===== SUPPLIED RECORDS =====

use crate::app::bsky::actor::Profile;
use crate::app::bsky::feed::{Like, Post, Repost};
use crate::app::bsky::graph::Follow;
use serde::{Deserialize, Serialize};

pub const NSID_POST: &str = "app.bsky.feed.post";
pub const NSID_LIKE: &str = "app.bsky.feed.like";
pub const NSID_REPOST: &str = "app.bsky.feed.repost";
pub const NSID_FOLLOW: &str = "app.bsky.graph.follow";
pub const NSID_PROFILE: &str = "app.bsky.actor.profile";

/// Union of the record kinds the projection understands, discriminated by
/// the record's `$type`.
#[derive(Debug, Clone, PartialEq, Deserialize, Serialize)]
#[serde(tag = "$type")]
pub enum KnownRecord {
    #[serde(rename = "app.bsky.feed.post")]
    Post(Post),
    #[serde(rename = "app.bsky.feed.like")]
    Like(Like),
    #[serde(rename = "app.bsky.feed.repost")]
    Repost(Repost),
    #[serde(rename = "app.bsky.graph.follow")]
    Follow(Follow),
    #[serde(rename = "app.bsky.actor.profile")]
    Profile(Profile),
}

impl KnownRecord {
    pub fn collection(&self) -> &'static str {
        match self {
            KnownRecord::Post(_) => NSID_POST,
            KnownRecord::Like(_) => NSID_LIKE,
            KnownRecord::Repost(_) => NSID_REPOST,
            KnownRecord::Follow(_) => NSID_FOLLOW,
            KnownRecord::Profile(_) => NSID_PROFILE,
        }
    }
}

pub fn is_known_collection(collection: &str) -> bool {
    matches!(
        collection,
        NSID_POST | NSID_LIKE | NSID_REPOST | NSID_FOLLOW | NSID_PROFILE
    )
}

#[cfg(test)]
mod tests {
    use super::*;
    use serde_json::json;

    #[test]
    fn dispatches_on_record_type() {
        let record: KnownRecord = serde_json::from_value(json!({
            "$type": "app.bsky.graph.follow",
            "createdAt": "2024-05-01T12:00:00Z",
            "subject": "did:plc:bob"
        }))
        .unwrap();
        assert!(matches!(record, KnownRecord::Follow(_)));
        assert_eq!(record.collection(), NSID_FOLLOW);
    }

    #[test]
    fn unknown_type_is_an_error() {
        let result: Result<KnownRecord, _> = serde_json::from_value(json!({
            "$type": "app.bsky.feed.generator",
            "did": "did:web:feeds.example"
        }));
        assert!(result.is_err());
    }

    #[test]
    fn known_collections() {
        assert!(is_known_collection(NSID_POST));
        assert!(is_known_collection(NSID_PROFILE));
        assert!(!is_known_collection("app.bsky.feed.generator"));
    }
}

=====

TO DO :: Your answer should be a single number: the count of lines in the listing that contain the word "matches".

THE COMPLETED TASK :: 2